In 2024, the Ukrainian National Guard brigade Khartia turned to Lanka.CX with a request: help understand what happens to motivated recruits who drop out of the enlistment process — and improve recruitment conversion.

At first glance, things seemed to be working well: strong call center, solid communication from recruiters, smooth navigation of military bureaucracy, and a high approval rate for desired positions. But it still wasn’t enough.

 

The Challenge

The question was easy to ask, but hard to answer:Why do motivated candidates not make it to the finish line?

Is the issue in communication, in the process itself, or in barriers invisible to the organization?


Our Approach

Consultants Liza Pidopryhora and Nataliia Fursa designed a service design project that combined several key components:

  • Building a detailed service blueprint of the current recruitment journey.

  • Conducting in-depth interviews with two key groups:

    • Active servicemen from Khartia;

    • Applicants who had submitted forms but didn’t sign the contract.

  • Mapping service gaps and drop-off points using insights from the blueprint.

  • Co-creating ideas and solutions together with Khartia’s recruitment and marketing teams.


A special thanks goes to our volunteer researchers — their contribution was invaluable.


 

Three Decision-Making Scenarios


The analysis revealed three distinct behavioral patterns among candidates:

  • Seeking a WIN-WIN: Those planning ahead and looking for a position where their skills will be truly useful.

  • Choosing the cool and adequate: Those who act fast but want clarity, modernity, and a publicly trusted unit.

  • Following friends: Those who rely on existing relationships and prefer serving alongside people they know.


Each scenario has different motivations, pain points, and deal-breakers.


Insights & Results

We co-hosted a remote ideation workshop with Khartia’s team, generating over 100 ideas. These were later clustered and prioritized, based on urgency and impact.
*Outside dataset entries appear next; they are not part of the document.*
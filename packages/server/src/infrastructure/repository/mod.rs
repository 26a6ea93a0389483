//! Persistence gateway implementations.

pub mod inmemory;

pub use inmemory::{InMemoryMessageRepository, InMemoryUserRepository};
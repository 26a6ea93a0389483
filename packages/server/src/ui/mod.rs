//! UI layer: HTTP/WebSocket server.

mod handler;
mod server;
mod signal;
pub mod state;

pub use server::Server;
pub use state::AppState;
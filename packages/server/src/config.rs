//! Server configuration.
//!
//! Every option can be given as a command line flag or an environment
//! variable. The binary loads a `.env` file before parsing.

use std::path::{Path, PathBuf};

use clap::{Parser, ValueEnum};
use thiserror::Error;

use crate::domain::Principal;

/// How the WebSocket upgrade decides who is connecting.
#[derive(Debug, Clone, Copy, PartialEq, Eq, Default, ValueEnum)]
pub enum IdentityMode {
    /// Trust the client-supplied `userID` query parameter
    #[default]
    QueryParam,
    /// Require a `token` query parameter and use its verified subject
    Token,
}

/// What the relay loop does when a frame cannot be relayed.
#[derive(Debug, Clone, Copy, PartialEq, Eq, Default, ValueEnum)]
pub enum FrameErrorPolicy {
    /// Close the connection and deregister it
    #[default]
    Terminate,
    /// Drop the offending frame and keep reading
    Skip,
}

#[derive(Parser, Debug, Clone)]
#[command(name = "flexin-server")]
#[command(about = "Real-time direct message relay for the Flexin social network", long_about = None)]
pub struct Config {
    /// Host address to bind the server to
    #[arg(short = 'H', long, env = "FLEXIN_HOST", default_value = "127.0.0.1")]
    pub host: String,

    /// Port number to bind the server to
    #[arg(short = 'p', long, env = "FLEXIN_PORT", default_value_t = 3000)]
    pub port: u16,

    /// Secret used to sign and verify access tokens
    #[arg(long, env = "JWT_SECRET", hide_env_values = true)]
    pub jwt_secret: String,

    /// How WebSocket clients identify themselves
    #[arg(long, env = "FLEXIN_IDENTITY_MODE", value_enum, default_value_t = IdentityMode::QueryParam)]
    pub identity_mode: IdentityMode,

    /// What to do with a connection that sends a frame that cannot be relayed
    #[arg(long, env = "FLEXIN_FRAME_ERROR_POLICY", value_enum, default_value_t = FrameErrorPolicy::Terminate)]
    pub frame_error_policy: FrameErrorPolicy,

    /// Origins allowed to open a WebSocket (any origin when none is given)
    #[arg(
        long = "allowed-origin",
        env = "FLEXIN_ALLOWED_ORIGINS",
        value_delimiter = ','
    )]
    pub allowed_origins: Vec<String>,

    /// JSON file with the users to load into the user directory
    #[arg(long, env = "FLEXIN_USERS_FILE")]
    pub users_file: Option<PathBuf>,

    /// Default log level when RUST_LOG is not set
    #[arg(long, env = "FLEXIN_LOG_LEVEL", default_value = "info")]
    pub log_level: String,
}

impl Config {
    pub fn bind_addr(&self) -> String {
        format!("{}:{}", self.host, self.port)
    }

    pub fn relay_settings(&self) -> RelaySettings {
        RelaySettings {
            identity_mode: self.identity_mode,
            frame_error_policy: self.frame_error_policy,
            allowed_origins: self.allowed_origins.clone(),
        }
    }
}

/// Connection-level settings consumed by the WebSocket handler.
#[derive(Debug, Clone, Default, PartialEq, Eq)]
pub struct RelaySettings {
    pub identity_mode: IdentityMode,
    pub frame_error_policy: FrameErrorPolicy,
    pub allowed_origins: Vec<String>,
}

impl RelaySettings {
    /// Whether an upgrade carrying `origin` may proceed.
    ///
    /// With an empty allow-list every request passes, including ones without
    /// an `Origin` header.
    pub fn is_origin_allowed(&self, origin: Option<&str>) -> bool {
        if self.allowed_origins.is_empty() {
            return true;
        }
        origin.is_some_and(|origin| self.allowed_origins.iter().any(|allowed| allowed == origin))
    }
}

#[derive(Debug, Error)]
pub enum ConfigError {
    #[error("failed to read users file '{path}': {source}")]
    Io {
        path: PathBuf,
        source: std::io::Error,
    },
    #[error("failed to parse users file '{path}': {source}")]
    Parse {
        path: PathBuf,
        source: serde_json::Error,
    },
}

/// Load the user directory seed from a JSON array of principals.
pub fn load_users(path: &Path) -> Result<Vec<Principal>, ConfigError> {
    let raw = std::fs::read_to_string(path).map_err(|source| ConfigError::Io {
        path: path.to_path_buf(),
        source,
    })?;
    serde_json::from_str(&raw).map_err(|source| ConfigError::Parse {
        path: path.to_path_buf(),
        source,
    })
}
//! UseCase: ユーザー接続処理
//!
//! ## テスト実装の作業記録
//!
//! ### 何をテストしているか
//! - ConnectUserUseCase::resolve_identity() / execute() メソッド
//! - 接続時の識別子解決（クエリパラメータ / トークン）とレジストリ登録
//!
//! ### どのような状況を想定しているか
//! - 正常系：クエリパラメータ・トークンによる接続
//! - 異常系：パラメータ欠落、不正なトークン
//! - エッジケース：同一ユーザーの再接続（古い接続は close される）

use std::sync::Arc;

use crate::{
    config::IdentityMode,
    domain::{ClientId, ConnectionHandle, ConnectionRegistry, TokenVerifier},
};

use super::error::ConnectError;

/// ユーザー接続のユースケース
pub struct ConnectUserUseCase {
    registry: Arc<dyn ConnectionRegistry>,
    token_verifier: Arc<dyn TokenVerifier>,
}

impl ConnectUserUseCase {
    pub fn new(
        registry: Arc<dyn ConnectionRegistry>,
        token_verifier: Arc<dyn TokenVerifier>,
    ) -> Self {
        Self {
            registry,
            token_verifier,
        }
    }

    /// Decide which client id an upgrade request connects as.
    ///
    /// # Arguments
    ///
    /// * `mode` - configured identity mode
    /// * `user_id` - raw `userID` query parameter, if any
    /// * `token` - raw `token` query parameter, if any
    pub fn resolve_identity(
        &self,
        mode: IdentityMode,
        user_id: Option<String>,
        token: Option<String>,
    ) -> Result<ClientId, ConnectError> {
        match mode {
            IdentityMode::QueryParam => {
                let raw = user_id
                    .filter(|value| !value.is_empty())
                    .ok_or(ConnectError::MissingUserId)?;
                Ok(ClientId::new(raw)?)
            }
            IdentityMode::Token => {
                let token = token
                    .filter(|value| !value.is_empty())
                    .ok_or(ConnectError::MissingToken)?;
                let user = self.token_verifier.verify(&token)?;
                Ok(ClientId::from(user.user_id))
            }
        }
    }

    /// 接続をレジストリに登録する
    ///
    /// 同じ client id の既存の接続は close され、置き換えられる。
    ///
    /// # Returns
    ///
    /// 置き換えられた古い接続のハンドル（存在した場合）
    pub async fn execute(
        &self,
        client_id: ClientId,
        handle: ConnectionHandle,
    ) -> Option<ConnectionHandle> {
        self.registry.register(client_id, handle).await
    }
}
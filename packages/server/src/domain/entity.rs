//! Domain entities.

use serde::{Deserialize, Serialize};

use super::value_object::{MessageId, Timestamp, UserId};

/// A resolved user identity, embedded in stored messages.
#[derive(Debug, Clone, PartialEq, Eq, Serialize, Deserialize)]
pub struct Principal {
    pub id: UserId,
    pub user_name: String,
    pub full_name: String,
    pub email: String,
    #[serde(default)]
    pub profile_picture: Option<String>,
    #[serde(default = "default_is_active")]
    pub is_active: bool,
    #[serde(default = "default_role")]
    pub role: String,
}

fn default_is_active() -> bool {
    true
}

fn default_role() -> String {
    "user".to_string()
}

impl Principal {
    /// Create an active principal with the default `user` role.
    pub fn new(id: UserId, user_name: &str, full_name: &str, email: &str) -> Self {
        Self {
            id,
            user_name: user_name.to_string(),
            full_name: full_name.to_string(),
            email: email.to_string(),
            profile_picture: None,
            is_active: default_is_active(),
            role: default_role(),
        }
    }
}

/// Request handed to the persistence gateway for one relayed frame.
#[derive(Debug, Clone, PartialEq, Eq)]
pub struct NewMessage {
    pub sender_id: UserId,
    pub receiver_id: UserId,
    pub content: String,
}

impl NewMessage {
    pub fn new(sender_id: UserId, receiver_id: UserId, content: String) -> Self {
        Self {
            sender_id,
            receiver_id,
            content,
        }
    }
}

/// Canonical persisted form of a chat message.
#[derive(Debug, Clone, PartialEq, Eq)]
pub struct StoredMessage {
    pub id: MessageId,
    pub content: String,
    pub created_at: Timestamp,
    pub is_read: bool,
    pub sender: Principal,
    pub receiver: Principal,
}

impl StoredMessage {
    /// Whether `user_id` is either party of this message.
    pub fn involves(&self, user_id: UserId) -> bool {
        self.sender.id == user_id || self.receiver.id == user_id
    }

    /// The party of this message that is not `user_id`.
    pub fn peer_of(&self, user_id: UserId) -> &Principal {
        if self.sender.id == user_id {
            &self.receiver
        } else {
            &self.sender
        }
    }
}

/// One entry of a user's conversation list.
#[derive(Debug, Clone, PartialEq, Eq)]
pub struct ConversationSummary {
    pub peer: Principal,
    pub last_message: StoredMessage,
    pub unread_count: usize,
}
//! Wall-clock access and wire timestamp formatting.
//!
//! Timestamps are Unix milliseconds in UTC. Code that stamps records takes a
//! [`Clock`] so tests can pin the time.

use std::sync::atomic::{AtomicI64, Ordering};

use chrono::{DateTime, SecondsFormat, Utc};

pub trait Clock: Send + Sync {
    /// Unix milliseconds, UTC.
    fn now_millis(&self) -> i64;
}

/// Reads the operating system clock.
#[derive(Debug, Clone, Copy, Default)]
pub struct SystemClock;

impl Clock for SystemClock {
    fn now_millis(&self) -> i64 {
        get_utc_timestamp()
    }
}

/// Test clock that only moves when told to.
#[derive(Debug, Default)]
pub struct FixedClock {
    millis: AtomicI64,
}

impl FixedClock {
    pub fn new(millis: i64) -> Self {
        Self {
            millis: AtomicI64::new(millis),
        }
    }

    /// Move the clock forward by `millis`.
    pub fn advance(&self, millis: i64) {
        self.millis.fetch_add(millis, Ordering::SeqCst);
    }
}

impl Clock for FixedClock {
    fn now_millis(&self) -> i64 {
        self.millis.load(Ordering::SeqCst)
    }
}

pub fn get_utc_timestamp() -> i64 {
    Utc::now().timestamp_millis()
}

/// Render Unix milliseconds as RFC 3339 in UTC with millisecond precision,
/// e.g. `2023-01-01T00:00:00.123Z`.
///
/// Values chrono cannot represent render as the Unix epoch.
pub fn timestamp_to_rfc3339(timestamp_millis: i64) -> String {
    DateTime::<Utc>::from_timestamp_millis(timestamp_millis)
        .unwrap_or_default()
        .to_rfc3339_opts(SecondsFormat::Millis, true)
}
//! Tracing setup shared by the Flexin binaries.

use tracing_subscriber::{EnvFilter, layer::SubscriberExt, util::SubscriberInitExt};

/// Crates whose spans and events are shown at the default level.
const LOGGED_CRATES: [&str; 3] = ["flexin_shared", "flexin_server", "tower_http"];

/// Install the global tracing subscriber.
///
/// Without `RUST_LOG`, the Flexin crates, `tower_http` (request traces) and
/// the binary `binary_name` log at `default_log_level`.
///
/// ```no_run
/// flexin_shared::logger::setup_logger("flexin-server", "info");
/// ```
pub fn setup_logger(binary_name: &str, default_log_level: &str) {
    let filter = EnvFilter::try_from_default_env()
        .unwrap_or_else(|_| EnvFilter::new(default_directives(binary_name, default_log_level)));

    tracing_subscriber::registry()
        .with(filter)
        .with(tracing_subscriber::fmt::layer())
        .init();
}

fn default_directives(binary_name: &str, level: &str) -> String {
    let binary_target = binary_name.replace('-', "_");
    LOGGED_CRATES
        .iter()
        .copied()
        .chain(std::iter::once(binary_target.as_str()))
        .map(|target| format!("{}={}", target, level))
        .collect::<Vec<_>>()
        .join(",")
}
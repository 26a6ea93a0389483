//! UseCase: メッセージ中継処理
//!
//! ## テスト実装の作業記録
//!
//! ### 何をテストしているか
//! - RelayMessageUseCase::handle_frame() / execute() メソッド
//! - 受信フレームの検証、永続化、受信者・送信者への配信
//!
//! ### なぜこのテストが必要か
//! - 配信は「永続化に成功した正規形」だけを対象にすることを保証する
//! - オフラインの相手への配信はエラーにせずスキップすることを保証する
//!
//! ### どのような状況を想定しているか
//! - 正常系：受信者・送信者の両方が接続中
//! - エッジケース：受信者がオフライン、自分宛てのメッセージ
//! - 異常系：不正な JSON、数値でない ID、永続化の失敗

use std::sync::Arc;

use crate::{
    domain::{
        ClientId, ConnectionRegistry, MessageRepository, NewMessage, StoredMessage, UserId,
    },
    infrastructure::dto::websocket::{InboundChatFrame, StoredMessageDto},
};

use super::error::RelayError;

/// Result of relaying one frame.
#[derive(Debug, Clone, PartialEq, Eq)]
pub struct RelayOutcome {
    /// Canonical stored message that was pushed
    pub message: StoredMessage,
    /// Whether the receiver had a live connection that accepted the push
    pub delivered_to_receiver: bool,
    /// Whether the sender's own connection accepted the echo
    pub echoed_to_sender: bool,
}

/// メッセージ中継のユースケース
///
/// Delivery is live-only and at most once per connected endpoint: an offline
/// receiver gets nothing pushed and reads the message later from the
/// conversation history.
pub struct RelayMessageUseCase {
    repository: Arc<dyn MessageRepository>,
    registry: Arc<dyn ConnectionRegistry>,
}

impl RelayMessageUseCase {
    pub fn new(
        repository: Arc<dyn MessageRepository>,
        registry: Arc<dyn ConnectionRegistry>,
    ) -> Self {
        Self {
            repository,
            registry,
        }
    }

    /// Decode a raw JSON frame received from `sender` and relay it.
    pub async fn handle_frame(
        &self,
        sender: &ClientId,
        raw: &[u8],
    ) -> Result<RelayOutcome, RelayError> {
        let frame: InboundChatFrame =
            serde_json::from_slice(raw).map_err(|e| RelayError::MalformedFrame(e.to_string()))?;
        self.execute(sender, frame).await
    }

    /// メッセージ中継を実行
    ///
    /// # Arguments
    ///
    /// * `sender` - フレームを受信した接続の client id
    /// * `frame` - 受信フレーム
    ///
    /// # Returns
    ///
    /// * `Ok(RelayOutcome)` - 永続化に成功（配信はベストエフォート）
    /// * `Err(RelayError)` - 検証または永続化に失敗（誰にも配信されない）
    pub async fn execute(
        &self,
        sender: &ClientId,
        frame: InboundChatFrame,
    ) -> Result<RelayOutcome, RelayError> {
        // 1. 受信者・送信者の ID を数値として解析
        let receiver_id = UserId::parse(&frame.to).map_err(RelayError::InvalidReceiver)?;
        let sender_id = sender.to_user_id().map_err(RelayError::InvalidSender)?;

        tracing::info!(
            user_id = %sender,
            receiver_id = %receiver_id,
            "Relaying message"
        );

        // 2. 永続化（正規形を取得）
        let message = self
            .repository
            .save_message(NewMessage::new(sender_id, receiver_id, frame.content))
            .await?;

        let payload = serde_json::to_string(&StoredMessageDto::from(message.clone()))
            .map_err(|e| RelayError::EncodeFailed(e.to_string()))?;

        // 3. 受信者へ配信
        let receiver = ClientId::from(receiver_id);
        let delivered_to_receiver = self.push(&receiver, &payload, &message).await;

        // 4. 送信者へエコー（自分宛ての場合は 1 回だけ配信）
        let echoed_to_sender = if &receiver == sender {
            delivered_to_receiver
        } else {
            self.push(sender, &payload, &message).await
        };

        Ok(RelayOutcome {
            message,
            delivered_to_receiver,
            echoed_to_sender,
        })
    }

    /// Push `payload` to `client_id` if it is connected.
    async fn push(&self, client_id: &ClientId, payload: &str, message: &StoredMessage) -> bool {
        let Some(handle) = self.registry.lookup(client_id).await else {
            tracing::debug!(
                user_id = %client_id,
                message_id = message.id.value(),
                "Peer offline, live delivery skipped"
            );
            return false;
        };

        match handle.send(payload.to_string()) {
            Ok(()) => {
                tracing::debug!(
                    user_id = %client_id,
                    connection_id = %handle.id(),
                    message_id = message.id.value(),
                    "Message delivered"
                );
                true
            }
            Err(e) => {
                tracing::warn!(
                    user_id = %client_id,
                    connection_id = %handle.id(),
                    message_id = message.id.value(),
                    "Failed to deliver message: {}",
                    e
                );
                false
            }
        }
    }
}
Through research, we uncovered multiple reasons why candidates drop off — many of which are familiar to anyone working in human-centered design: lack of feedback, unclear expectations, limited information, low trust in key stages, or fear of the unknown.


Khartia has already begun implementing recommendations — from new communication touchpoints to better process visibility and candidate support.


All actions aim to reduce anxiety and return a sense of control to the recruit.


We are not publishing the full content of the research at this time, as it could be used by the enemy. This research uncovered things that actually work — and are already being implemented in Khartia’s recruitment processes. That’s why all findings remain confidential — at least until victory.


In the meantime, Lanka.CX and Khartia are preparing a closed-door session in Kyiv for representatives of other brigades working in recruitment.The goal is to share results, approaches, and reflections — and to co-create better solutions together.


Conclusion

The experience with Khartia revealed this: even highly motivated candidates can disappear into the “grey zones” of the process — not because they don’t want to serve, but because of a lack of clarity, support, and trust.


Together with the team, we mapped those zones to understand where the service was failing — and which small steps could shift the whole picture.When every step is transparent, and people don’t get lost in a fog of uncertainty — recruitment stops feeling like a funnel and starts working like a journey.


To truly see where people get lost in a recruitment process, you need an external lens — and the internal courage to look at your own system critically.


The Khartia team was ready for that.And the Lanka.CX consultants brought tools to help make the complex manageable.